Saved data entries.
------
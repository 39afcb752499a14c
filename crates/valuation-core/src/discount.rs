//! Discounting primitives shared by the cash-flow models.
//!
//! All rates here are fractional (0.105, not 10.5). The models convert from
//! the percentage assumptions before calling in.

/// Compounding factor `(1 + rate)^periods`.
pub fn compound_factor(rate: f64, periods: u32) -> f64 {
    (1.0 + rate).powi(periods as i32)
}

/// Present value of `amount` received `periods` years out.
pub fn present_value(amount: f64, rate: f64, periods: u32) -> f64 {
    amount / compound_factor(rate, periods)
}

/// Explicit-horizon projection of a growing cash flow.
#[derive(Debug, Clone, Copy, PartialEq)]
pub struct Projection {
    /// Undiscounted cash flow of the final projected year.
    pub last_flow: f64,
    /// Sum of the discounted yearly flows, terminal value excluded.
    pub present_value: f64,
}

/// Grow `base` by `growth` each year for `years` years and discount each
/// year's flow at `discount_rate`.
pub fn project_growing_flows(base: f64, growth: f64, discount_rate: f64, years: u32) -> Projection {
    let mut flow = base;
    let mut total = 0.0;
    for year in 1..=years {
        flow *= 1.0 + growth;
        let pv = present_value(flow, discount_rate, year);
        tracing::debug!(year, flow, pv, "projected cash flow");
        total += pv;
    }
    Projection {
        last_flow: flow,
        present_value: total,
    }
}

/// Gordon-growth terminal value of the flow following `last_flow`.
///
/// Returns `None` when the discount rate does not exceed the perpetual
/// growth rate, where the perpetuity has no finite value.
pub fn gordon_terminal_value(last_flow: f64, terminal_growth: f64, discount_rate: f64) -> Option<f64> {
    if discount_rate <= terminal_growth {
        return None;
    }
    Some(last_flow * (1.0 + terminal_growth) / (discount_rate - terminal_growth))
}

/// Percentage gap between a modeled value and the market price.
pub fn percent_gap(value: f64, price: f64) -> f64 {
    (value - price) / price * 100.0
}

#[cfg(test)]
mod tests {
    use super::*;
    use approx::assert_relative_eq;

    #[test]
    fn test_present_value() {
        assert_relative_eq!(present_value(110.0, 0.10, 1), 100.0, epsilon = 1e-9);
        assert_relative_eq!(present_value(121.0, 0.10, 2), 100.0, epsilon = 1e-9);
        assert_relative_eq!(present_value(50.0, 0.10, 0), 50.0);
    }

    #[test]
    fn test_project_growing_flows() {
        // 100 growing 10%, discounted at 10%: every year is worth 100 today.
        let projection = project_growing_flows(100.0, 0.10, 0.10, 3);
        assert_relative_eq!(projection.present_value, 300.0, epsilon = 1e-9);
        assert_relative_eq!(projection.last_flow, 133.1, epsilon = 1e-9);

        let empty = project_growing_flows(100.0, 0.10, 0.10, 0);
        assert_eq!(empty.present_value, 0.0);
        assert_eq!(empty.last_flow, 100.0);
    }

    #[test]
    fn test_gordon_terminal_value() {
        let tv = gordon_terminal_value(100.0, 0.03, 0.10).unwrap();
        assert_relative_eq!(tv, 103.0 / 0.07, epsilon = 1e-9);

        assert!(gordon_terminal_value(100.0, 0.03, 0.03).is_none());
        assert!(gordon_terminal_value(100.0, 0.05, 0.03).is_none());
    }

    #[test]
    fn test_percent_gap() {
        assert_relative_eq!(percent_gap(115.0, 100.0), 15.0, epsilon = 1e-9);
        assert_relative_eq!(percent_gap(50.0, 100.0), -50.0);
    }
}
------
Which lines above include the word "projected"? Return each one.

    /// Undiscounted cash flow of the final projected year.
        tracing::debug!(year, flow, pv, "projected cash flow");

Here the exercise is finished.